Là, sur le plateau, les portes de la liberté sont ouvertes aux individus
qui interviennent à leur guise, qui se dénudent ou s'habillent pour
mieux être nus, pour mieux être eux-mêmes.
Car ce sont des
individus qui figurent des dizaines de séquences, plus ou moins
improbables, qui ressemblent à des situations de vie, des corps se bagarrent, sommeillent ou sautent, une
chanteuse chante soutenue puis enlevée par d'autres corps, une matrone morigène un enfant, des êtres marchent, déambulent, se
plaignent, exultent ou délirent...
L'envie peut leur prendre soudainement
de s'adresser aux murs ou bien de sortir du cadre, de s’échapper, de
grimper les échelles vers les cintres. Comme l'un d'eux qui n'oublie
pas de se dénuder en arrivant tout en haut pour ensuite faire tomber
comme neige, gélatines, voiles et autres items colorés.
On
capte des bribes de
phrases, drôles, le plus souvent à mezzo voce. Ou bien très fort parfois, comme le fait
Marlène à un moment sans que ce soit fait pour être compris davantage.
On peut y voir des figures
de mimes aussi, le chef d'orchestre, le nageur, le maquilleur, je
pourrais en inventer que peut-être je n'ai pas vues: une
famille heureuse, un homme tracassé, une femme désirante, un couple
très amoureux, un metteur en scène jouant son rôle, un écrivain
exalté...
La
musique s'y ajoutant, des effets lumière et même de fumée en plus, un enfant qui enflamme le tout, c'est ainsi qu'un fil s'est
construit, produisant poésie et mélancolie, à la fois plainte et
amour, désespoir et lucidité...
Comment autrement raconter ce qui fait qu'en fin de spectacle
une impression d'euphorie me prend?
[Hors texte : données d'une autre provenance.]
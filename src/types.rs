use serde::{Deserialize, Serialize};
use std::collections::BTreeMap;

/// Shown in a translation slot when the API has no text for that resource id
pub const TRANSLATION_UNAVAILABLE: &str = "Unavailable";

/// Shown for a verse the model's reply did not cover
pub const GENERATION_FAILED: &str = "Generation failed";

/// Shown for every verse when the model could not be used at all
pub const SYNTHESIS_UNAVAILABLE: &str = "An error occurred while contacting the language model";

/// Chapter (surah) metadata as provided by the content API
#[derive(Debug, Clone, PartialEq, Serialize, Deserialize)]
pub struct Chapter {
    pub id: u32,
    pub name_simple: String,
    #[serde(default)]
    pub name_complex: String,
    #[serde(default)]
    pub name_arabic: String,
    #[serde(default)]
    pub revelation_place: String,
    #[serde(default)]
    pub revelation_order: u32,
    #[serde(default)]
    pub verses_count: u32,
    #[serde(default)]
    pub bismillah_pre: bool,
    #[serde(default)]
    pub translated_name: Option<TranslatedName>,
    /// Any other fields the API sends, kept as-is
    #[serde(flatten)]
    pub extra: serde_json::Map<String, serde_json::Value>,
}

#[derive(Debug, Clone, PartialEq, Serialize, Deserialize)]
pub struct TranslatedName {
    #[serde(default)]
    pub language_name: String,
    pub name: String,
}

/// A verse with its human translations in configured order
#[derive(Debug, Clone, PartialEq, Serialize, Deserialize)]
pub struct Verse {
    pub chapter_number: u32,
    pub verse_number: u32,
    pub arabic_text: String,
    /// One slot per configured translation id
    pub translations: Vec<String>,
}

/// One verse as it is sent to the language model
#[derive(Debug, Clone, PartialEq, Serialize, Deserialize)]
pub struct SynthesisItem {
    pub verse_number: u32,
    pub arabic_text: String,
    pub translations: Vec<String>,
}

/// Verse number to hybrid translation; may cover only part of a batch
pub type SynthesisResult = BTreeMap<u32, String>;

/// Final per-verse record handed to the presentation layer
#[derive(Debug, Clone, PartialEq, Serialize, Deserialize)]
pub struct AssembledVerse {
    pub verse_number: u32,
    pub arabic_text: String,
    pub translations: Vec<String>,
    /// Hybrid translation, or a placeholder when synthesis failed
    pub hybrid: String,
}

impl Chapter {
    /// English gloss of the chapter name when the API provides one
    pub fn translated(&self) -> Option<&str> {
        self.translated_name.as_ref().map(|t| t.name.as_str())
    }
}

impl From<&Verse> for SynthesisItem {
    fn from(verse: &Verse) -> Self {
        Self {
            verse_number: verse.verse_number,
            arabic_text: verse.arabic_text.clone(),
            translations: verse.translations.clone(),
        }
    }
}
Surement parce que c'est drôle, c'est
fun, parce que se ressent le plaisir de voir ça. Le plaisir de le vivre d'une certaine façon.
Donc, sortir sous le
coup d’une exaltation euphorique, juste dire: ça m'a plu, ça m'a
beaucoup plu!
D'autres, telle Auré, auraient dit que
c'était un de ces rares spectacles à avoir une âme!